> [What the task asks]: Please copy the leading lines of the entries below exactly, concluding with the line in which "pub(crate) fn parse_edit_script(text: &str)" occurs.

##### Given records #####

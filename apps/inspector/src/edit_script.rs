use fieldlens_core::{AppError, AppResult};
use fieldlens_domain::{AccessColumn, PendingEdits, PermissionGrid, PermissionKind, RowKey};
use serde::Deserialize;

/// One checkbox change read from an edit file.
///
/// Without `name` the change applies to the whole column of `kind`, like the
/// select-all toggle above each table.
#[derive(Debug, Clone, Deserialize)]
pub(crate) struct EditInstruction {
    kind: PermissionKind,
    #[serde(default)]
    name: Option<String>,
    column: AccessColumn,
    value: bool,
}

pub(crate) fn parse_edit_script(text: &str) -> AppResult<Vec<EditInstruction>> {
    serde_json::from_str(text)
        .map_err(|error| AppError::Parse(format!("edit file is not a valid edit list: {error}")))
}

/// Replays instructions against `grid` in file order.
pub(crate) fn apply_edit_script(
    grid: &PermissionGrid,
    instructions: &[EditInstruction],
) -> AppResult<PendingEdits> {
    let mut edits = PendingEdits::new();

    for instruction in instructions {
        match instruction.name.as_deref() {
            Some(name) => {
                let index = grid
                    .rows(instruction.kind)
                    .iter()
                    .position(|row| row.name() == name)
                    .ok_or_else(|| {
                        AppError::NotFound(format!(
                            "no {} row named '{name}'",
                            instruction.kind.as_str()
                        ))
                    })?;
                edits.record(
                    grid,
                    RowKey::new(instruction.kind, index),
                    instruction.column,
                    instruction.value,
                );
            }
            None => edits.set_column(grid, instruction.kind, instruction.column, instruction.value),
        }
    }

    Ok(edits)
}

#[cfg(test)]
mod tests {
    use fieldlens_core::AppError;
    use fieldlens_domain::{AccessFlags, PermissionGrid, PermissionKind, PermissionRow, RecordId, RowKey};

    use super::{apply_edit_script, parse_edit_script};

    fn grid() -> PermissionGrid {
        PermissionGrid::from_rows(
            vec![PermissionRow::new(
                PermissionKind::Profile,
                RecordId::new("01k5g00000AbCdEfGH"),
                Some("0PS1".to_owned()),
                "Standard User",
                AccessFlags::new(true, false),
            )],
            vec![
                PermissionRow::virtual_row(PermissionKind::PermissionSet, "0PS2", "Sales PS"),
                PermissionRow::virtual_row(PermissionKind::PermissionSet, "0PS3", "Support PS"),
            ],
        )
    }

    #[test]
    fn named_and_column_instructions_become_pending_edits() {
        let instructions = parse_edit_script(
            r#"[
                { "kind": "profile", "name": "Standard User", "column": "edit", "value": true },
                { "kind": "permission_set", "column": "read", "value": true }
            ]"#,
        )
        .unwrap_or_else(|error| panic!("script should parse: {error}"));

        let edits = apply_edit_script(&grid(), &instructions)
            .unwrap_or_else(|error| panic!("script should apply: {error}"));

        let keys: Vec<RowKey> = edits.iter().map(|(key, _)| key).collect();
        assert_eq!(
            keys,
            vec![
                RowKey::new(PermissionKind::Profile, 0),
                RowKey::new(PermissionKind::PermissionSet, 0),
                RowKey::new(PermissionKind::PermissionSet, 1),
            ]
        );
    }

    #[test]
    fn unknown_row_name_is_not_found() {
        let instructions = parse_edit_script(
            r#"[{ "kind": "permission_set", "name": "Ghost PS", "column": "read", "value": true }]"#,
        )
        .unwrap_or_else(|error| panic!("script should parse: {error}"));

        assert!(matches!(
            apply_edit_script(&grid(), &instructions),
            Err(AppError::NotFound(_))
        ));
    }

    #[test]
    fn malformed_script_is_a_parse_failure() {
        assert!(matches!(parse_edit_script("{}"), Err(AppError::Parse(_))));
    }
}
use std::sync::Arc;
use std::sync::atomic::{AtomicBool, Ordering};

use fieldlens_core::{AppError, AppResult, OrgDomain};
use fieldlens_domain::{
    FieldIdentity, Mutation, OrgUser, PermissionGrid, QualifiedFieldName, RowKey,
    UserAccessProfile, UserAccessVerdict,
};
use serde::Serialize;
use tracing::{debug, info};

use crate::soql::{active_users_query, user_access_query};
use crate::user_access::ActiveUserRecord;
use crate::{
    FieldPermissionRecord, OrgGateway, OrgRestTransport, PermissionFetcher, SessionTokenProvider,
    SkippedEdit, UserRecord, evaluate_user_access, merge_catalog,
};

mod save;

const DEFAULT_USER_LOOKUP_LIMIT: usize = 50;

/// Everything loaded for one inspected field.
#[derive(Debug, Clone, PartialEq, Eq, Serialize)]
pub struct FieldPermissionView {
    /// Identity resolved from the page.
    pub identity: FieldIdentity,
    /// Qualified name used in queries.
    pub field: QualifiedFieldName,
    /// Complete grid including catalog placeholders.
    pub grid: PermissionGrid,
    /// Sparse rows as fetched, used to route create mutations.
    #[serde(skip)]
    pub records: Vec<FieldPermissionRecord>,
}

/// Aggregate result of a save batch.
#[derive(Debug, Clone, Copy, PartialEq, Eq, Serialize)]
#[serde(rename_all = "snake_case")]
pub enum BatchOutcome {
    /// No mutation was planned.
    NothingToSave,
    /// Every planned mutation was written.
    AllSucceeded,
    /// Some mutations failed.
    Partial,
    /// Every planned mutation failed.
    AllFailed,
}

/// Result of writing one planned mutation.
#[derive(Debug, Clone, PartialEq, Eq, Serialize)]
pub struct MutationOutcome {
    /// Row the mutation came from.
    pub row_key: RowKey,
    /// Mutation that was attempted.
    pub mutation: Mutation,
    /// Failure message, when the write was rejected.
    pub error: Option<String>,
}

impl MutationOutcome {
    /// Returns whether the write went through.
    #[must_use]
    pub fn succeeded(&self) -> bool {
        self.error.is_none()
    }
}

/// Per-row report of a save batch.
#[derive(Debug, Clone, PartialEq, Eq, Serialize)]
pub struct SaveReport {
    /// Summary across all planned mutations.
    pub outcome: BatchOutcome,
    /// Outcomes in submission order.
    pub outcomes: Vec<MutationOutcome>,
    /// Edits that produced no mutation.
    pub skipped: Vec<SkippedEdit>,
}

impl SaveReport {
    /// Returns the number of accepted writes.
    #[must_use]
    pub fn succeeded_count(&self) -> usize {
        self.outcomes.iter().filter(|outcome| outcome.succeeded()).count()
    }

    /// Returns the rejected writes.
    pub fn failed(&self) -> impl Iterator<Item = &MutationOutcome> + '_ {
        self.outcomes.iter().filter(|outcome| !outcome.succeeded())
    }
}

/// Entry point for the presentation layer: load a field's grid, save edits,
/// and check a user's effective access.
///
/// Only one network-bound operation runs at a time per service; a second call
/// while one is in flight fails with [`AppError::Conflict`].
#[derive(Clone)]
pub struct InspectorService {
    gateway: OrgGateway,
    fetcher: PermissionFetcher,
    user_lookup_limit: usize,
    busy: Arc<AtomicBool>,
}

impl InspectorService {
    /// Creates an inspector service from port implementations.
    #[must_use]
    pub fn new(
        tokens: Arc<dyn SessionTokenProvider>,
        transport: Arc<dyn OrgRestTransport>,
    ) -> Self {
        let gateway = OrgGateway::new(tokens, transport);

        Self {
            fetcher: PermissionFetcher::new(gateway.clone()),
            gateway,
            user_lookup_limit: DEFAULT_USER_LOOKUP_LIMIT,
            busy: Arc::new(AtomicBool::new(false)),
        }
    }

    /// Overrides how many active users [`Self::list_active_users`] returns.
    #[must_use]
    pub fn with_user_lookup_limit(mut self, limit: usize) -> Self {
        self.user_lookup_limit = limit;
        self
    }

    /// Loads the complete permission grid for one field.
    ///
    /// Nothing is returned on failure, so callers never render a partial grid.
    pub async fn load_field_permissions(
        &self,
        page_host: &str,
        identity: &FieldIdentity,
    ) -> AppResult<FieldPermissionView> {
        let _busy = BusyGuard::acquire(&self.busy)?;
        let domain = OrgDomain::from_presentation_host(page_host)?;

        let fetched = self.fetcher.fetch(identity, &domain).await?;
        let catalog = self.fetcher.fetch_catalog(&domain).await?;
        let grid = merge_catalog(fetched.grid, catalog.as_slice());

        debug!(
            field = %fetched.field,
            catalog = catalog.len(),
            permission_sets = grid.permission_sets().len(),
            "merged permission set catalog"
        );

        Ok(FieldPermissionView {
            identity: identity.clone(),
            field: fetched.field,
            grid,
            records: fetched.records,
        })
    }

    /// Evaluates whether a user can access the field shown in `grid`.
    pub async fn check_user_access(
        &self,
        page_host: &str,
        user_id: &str,
        grid: &PermissionGrid,
    ) -> AppResult<UserAccessVerdict> {
        let _busy = BusyGuard::acquire(&self.busy)?;
        let domain = OrgDomain::from_presentation_host(page_host)?;
        let query = user_access_query(user_id.trim())?;

        let user: UserAccessProfile = self
            .gateway
            .query_records::<UserRecord>(&domain, query.as_str())
            .await?
            .into_iter()
            .next()
            .map(UserAccessProfile::from)
            .ok_or_else(|| AppError::NotFound(format!("user '{user_id}' was not found")))?;

        let verdict = evaluate_user_access(&user, grid);
        info!(
            user_id = %user.user_id,
            has_access = verdict.has_access,
            via_profile = verdict.via_profile,
            via_permission_sets = verdict.via_permission_sets.len(),
            "evaluated user field access"
        );

        Ok(verdict)
    }

    /// Lists active users for the access lookup picker.
    pub async fn list_active_users(&self, page_host: &str) -> AppResult<Vec<OrgUser>> {
        let _busy = BusyGuard::acquire(&self.busy)?;
        let domain = OrgDomain::from_presentation_host(page_host)?;

        let users = self
            .gateway
            .query_records::<ActiveUserRecord>(
                &domain,
                active_users_query(self.user_lookup_limit).as_str(),
            )
            .await?;

        Ok(users.into_iter().map(OrgUser::from).collect())
    }
}

/// Holds the service's busy flag until dropped.
struct BusyGuard {
    flag: Arc<AtomicBool>,
}

impl BusyGuard {
    fn acquire(flag: &Arc<AtomicBool>) -> AppResult<Self> {
        flag.compare_exchange(false, true, Ordering::AcqRel, Ordering::Acquire)
            .map_err(|_| {
                AppError::Conflict("another inspector operation is still in progress".to_owned())
            })?;

        Ok(Self {
            flag: Arc::clone(flag),
        })
    }
}

impl Drop for BusyGuard {
    fn drop(&mut self) {
        self.flag.store(false, Ordering::Release);
    }
}

#[cfg(test)]
mod tests;
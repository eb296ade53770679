//! Domain entities and invariants.

#![forbid(unsafe_code)]

mod edit;
mod field;
mod page;
mod permission;
mod user;

pub use edit::{AccessColumn, Mutation, PendingEdit, PendingEdits, RowKey};
pub use field::{EXCLUDED_FIELD_NAMES, FieldIdentity, QualifiedFieldName, is_identifier_safe};
pub use page::{DomElement, DomTree, NodeId, PageContext};
pub use permission::{
    AccessFlags, PermissionGrid, PermissionKind, PermissionRow, RecordId, RecordIdShape,
    compare_display_names,
};
pub use user::{OrgUser, UserAccessProfile, UserAccessVerdict};
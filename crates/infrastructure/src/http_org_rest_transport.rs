use async_trait::async_trait;
use fieldlens_application::OrgRestTransport;
use fieldlens_core::{AppError, AppResult, OrgDomain, SessionToken};
use serde_json::Value;
use tracing::debug;
use url::Url;

/// REST transport against an org's `services/data` API.
///
/// Every call is a single attempt; non-success statuses surface as
/// [`AppError::Network`] with the response body attached.
pub struct HttpOrgRestTransport {
    http_client: reqwest::Client,
    api_version: String,
}

impl HttpOrgRestTransport {
    /// Creates a transport for one API version, e.g. `58.0`.
    #[must_use]
    pub fn new(http_client: reqwest::Client, api_version: impl Into<String>) -> Self {
        Self {
            http_client,
            api_version: api_version.into(),
        }
    }

    fn endpoint(&self, domain: &OrgDomain, segments: &[&str]) -> AppResult<Url> {
        let raw = format!("https://{domain}/services/data/v{}", self.api_version);
        let mut url = Url::parse(raw.as_str())
            .map_err(|error| AppError::Validation(format!("invalid REST endpoint '{raw}': {error}")))?;

        url.path_segments_mut()
            .map_err(|()| AppError::Validation(format!("REST endpoint '{raw}' cannot take a path")))?
            .extend(segments);
        Ok(url)
    }

    fn query_url(&self, domain: &OrgDomain, soql: &str) -> AppResult<Url> {
        let mut url = self.endpoint(domain, &["query", ""])?;
        url.query_pairs_mut().append_pair("q", soql);
        Ok(url)
    }

    fn authorized(&self, builder: reqwest::RequestBuilder, token: &SessionToken) -> reqwest::RequestBuilder {
        builder
            .bearer_auth(token.expose())
            .header(reqwest::header::ACCEPT, "application/json")
    }

    async fn send(&self, builder: reqwest::RequestBuilder) -> AppResult<String> {
        let response = builder
            .send()
            .await
            .map_err(|error| AppError::transport(format!("REST request failed: {error}")))?;

        let status = response.status();
        let body = response
            .text()
            .await
            .unwrap_or_else(|_| "<response body unavailable>".to_owned());

        if status.is_success() {
            Ok(body)
        } else {
            Err(AppError::status(status.as_u16(), body))
        }
    }
}

fn parse_body(body: &str) -> AppResult<Value> {
    if body.trim().is_empty() {
        return Ok(Value::Null);
    }

    serde_json::from_str(body)
        .map_err(|error| AppError::Parse(format!("REST response is not valid JSON: {error}")))
}

#[async_trait]
impl OrgRestTransport for HttpOrgRestTransport {
    async fn query(&self, domain: &OrgDomain, token: &SessionToken, soql: &str) -> AppResult<Value> {
        let url = self.query_url(domain, soql)?;
        debug!(url = %url, "GET query");

        let body = self
            .send(self.authorized(self.http_client.get(url), token))
            .await?;
        parse_body(body.as_str())
    }

    async fn update_record(
        &self,
        domain: &OrgDomain,
        token: &SessionToken,
        sobject: &str,
        record_id: &str,
        body: Value,
    ) -> AppResult<()> {
        let url = self.endpoint(domain, &["sobjects", sobject, record_id])?;
        debug!(url = %url, "PATCH record");

        self.send(self.authorized(self.http_client.patch(url), token).json(&body))
            .await
            .map(|_| ())
    }

    async fn create_record(
        &self,
        domain: &OrgDomain,
        token: &SessionToken,
        sobject: &str,
        body: Value,
    ) -> AppResult<Value> {
        let url = self.endpoint(domain, &["sobjects", sobject])?;
        debug!(url = %url, "POST record");

        let response = self
            .send(self.authorized(self.http_client.post(url), token).json(&body))
            .await?;
        parse_body(response.as_str())
    }
}
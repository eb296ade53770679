use std::fmt::{Display, Formatter};

use serde::{Deserialize, Serialize};

use crate::{AccessFlags, PermissionGrid, PermissionKind, PermissionRow, QualifiedFieldName, RecordId};

/// Position of a rendered grid row, stable for the lifetime of one grid.
#[derive(Debug, Clone, Copy, PartialEq, Eq, Hash, PartialOrd, Ord, Serialize, Deserialize)]
pub struct RowKey {
    /// List the row belongs to.
    pub kind: PermissionKind,
    /// Index inside that list.
    pub index: usize,
}

impl RowKey {
    /// Creates a row key.
    #[must_use]
    pub fn new(kind: PermissionKind, index: usize) -> Self {
        Self { kind, index }
    }
}

impl Display for RowKey {
    fn fmt(&self, formatter: &mut Formatter<'_>) -> std::fmt::Result {
        write!(formatter, "{}-{}", self.kind.as_str(), self.index)
    }
}

/// Checkbox column in the grid.
#[derive(Debug, Clone, Copy, PartialEq, Eq, Hash, Serialize, Deserialize)]
#[serde(rename_all = "snake_case")]
pub enum AccessColumn {
    /// Read checkbox.
    Read,
    /// Edit checkbox.
    Edit,
}

/// Unsaved changes for one grid row.
#[derive(Debug, Clone, PartialEq, Eq, Serialize, Deserialize)]
pub struct PendingEdit {
    /// Record id of the row when it was first touched.
    pub record_id: Option<RecordId>,
    /// Parent id of the row when it was first touched.
    pub parent_id: Option<String>,
    /// New read value, if changed.
    pub read: Option<bool>,
    /// New edit value, if changed.
    pub edit: Option<bool>,
}

impl PendingEdit {
    fn for_row(row: Option<&PermissionRow>) -> Self {
        Self {
            record_id: row.and_then(|value| value.id().cloned()),
            parent_id: row.and_then(|value| value.parent_id().map(str::to_owned)),
            read: None,
            edit: None,
        }
    }

    /// Returns the value shown in `column`, falling back to `current`.
    #[must_use]
    pub fn displayed(&self, column: AccessColumn, current: AccessFlags) -> bool {
        match column {
            AccessColumn::Read => self.read.unwrap_or(current.read()),
            AccessColumn::Edit => self.edit.unwrap_or(current.edit()),
        }
    }

    /// Resolves the final access to persist, with `edit => read` enforced.
    #[must_use]
    pub fn resolve(&self, current: AccessFlags) -> AccessFlags {
        AccessFlags::new(
            self.displayed(AccessColumn::Read, current),
            self.displayed(AccessColumn::Edit, current),
        )
    }
}

/// Insertion-ordered set of pending edits for one open grid.
#[derive(Debug, Clone, PartialEq, Eq, Default, Serialize, Deserialize)]
pub struct PendingEdits {
    entries: Vec<(RowKey, PendingEdit)>,
}

impl PendingEdits {
    /// Creates an empty edit set.
    #[must_use]
    pub fn new() -> Self {
        Self::default()
    }

    /// Records a checkbox change for one row.
    pub fn record(&mut self, grid: &PermissionGrid, key: RowKey, column: AccessColumn, value: bool) {
        let edit = self.entry(grid, key);
        match column {
            AccessColumn::Read => edit.read = Some(value),
            AccessColumn::Edit => edit.edit = Some(value),
        }
    }

    /// Sets one column for every row of a list, touching only rows whose
    /// displayed value differs.
    pub fn set_column(
        &mut self,
        grid: &PermissionGrid,
        kind: PermissionKind,
        column: AccessColumn,
        value: bool,
    ) {
        for (index, row) in grid.rows(kind).iter().enumerate() {
            let key = RowKey::new(kind, index);
            let displayed = self
                .get(key)
                .map(|edit| edit.displayed(column, row.access()))
                .unwrap_or(match column {
                    AccessColumn::Read => row.access().read(),
                    AccessColumn::Edit => row.access().edit(),
                });

            if displayed != value {
                self.record(grid, key, column, value);
            }
        }
    }

    /// Returns the pending edit for a row.
    #[must_use]
    pub fn get(&self, key: RowKey) -> Option<&PendingEdit> {
        self.entries
            .iter()
            .find(|(candidate, _)| *candidate == key)
            .map(|(_, edit)| edit)
    }

    /// Iterates over edits in the order rows were first touched.
    pub fn iter(&self) -> impl Iterator<Item = (RowKey, &PendingEdit)> + '_ {
        self.entries.iter().map(|(key, edit)| (*key, edit))
    }

    /// Returns the number of touched rows.
    #[must_use]
    pub fn len(&self) -> usize {
        self.entries.len()
    }

    /// Returns whether no row was touched.
    #[must_use]
    pub fn is_empty(&self) -> bool {
        self.entries.is_empty()
    }

    /// Drops every pending edit.
    pub fn clear(&mut self) {
        self.entries.clear();
    }

    fn entry(&mut self, grid: &PermissionGrid, key: RowKey) -> &mut PendingEdit {
        let position = match self.entries.iter().position(|(candidate, _)| *candidate == key) {
            Some(position) => position,
            None => {
                let row = grid.row(key.kind, key.index);
                self.entries.push((key, PendingEdit::for_row(row)));
                self.entries.len().saturating_sub(1)
            }
        };

        &mut self.entries[position].1
    }
}

/// Write operation derived from one pending edit.
#[derive(Debug, Clone, PartialEq, Eq, Serialize, Deserialize)]
#[serde(tag = "operation", rename_all = "snake_case")]
pub enum Mutation {
    /// Patch an existing field permission record.
    Update {
        /// Target record id.
        record_id: RecordId,
        /// Final access.
        access: AccessFlags,
    },
    /// Create a field permission record for a parent that has none.
    Create {
        /// Owning profile or permission set id.
        parent_id: String,
        /// Field the grant applies to.
        field: QualifiedFieldName,
        /// Final access.
        access: AccessFlags,
    },
}

impl Mutation {
    /// Returns the access written by this mutation.
    #[must_use]
    pub fn access(&self) -> AccessFlags {
        match self {
            Self::Update { access, .. } | Self::Create { access, .. } => *access,
        }
    }

    /// Returns the object type a create targets.
    #[must_use]
    pub fn sobject_type(&self) -> Option<&str> {
        match self {
            Self::Update { .. } => None,
            Self::Create { field, .. } => Some(field.object_type()),
        }
    }
}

#####

> [Your response]:
filename apps/inspector/src/edit_script.rs
use fieldlens_core::{AppError, AppResult};
use fieldlens_domain::{AccessColumn, PendingEdits, PermissionGrid, PermissionKind, RowKey};
use serde::Deserialize;

/// One checkbox change read from an edit file.
///
/// Without `name` the change applies to the whole column of `kind`, like the
/// select-all toggle above each table.
#[derive(Debug, Clone, Deserialize)]
pub(crate) struct EditInstruction {
    kind: PermissionKind,
    #[serde(default)]
    name: Option<String>,
    column: AccessColumn,
    value: bool,
}

pub(crate) fn parse_edit_script(text: &str) -> AppResult<Vec<EditInstruction>> {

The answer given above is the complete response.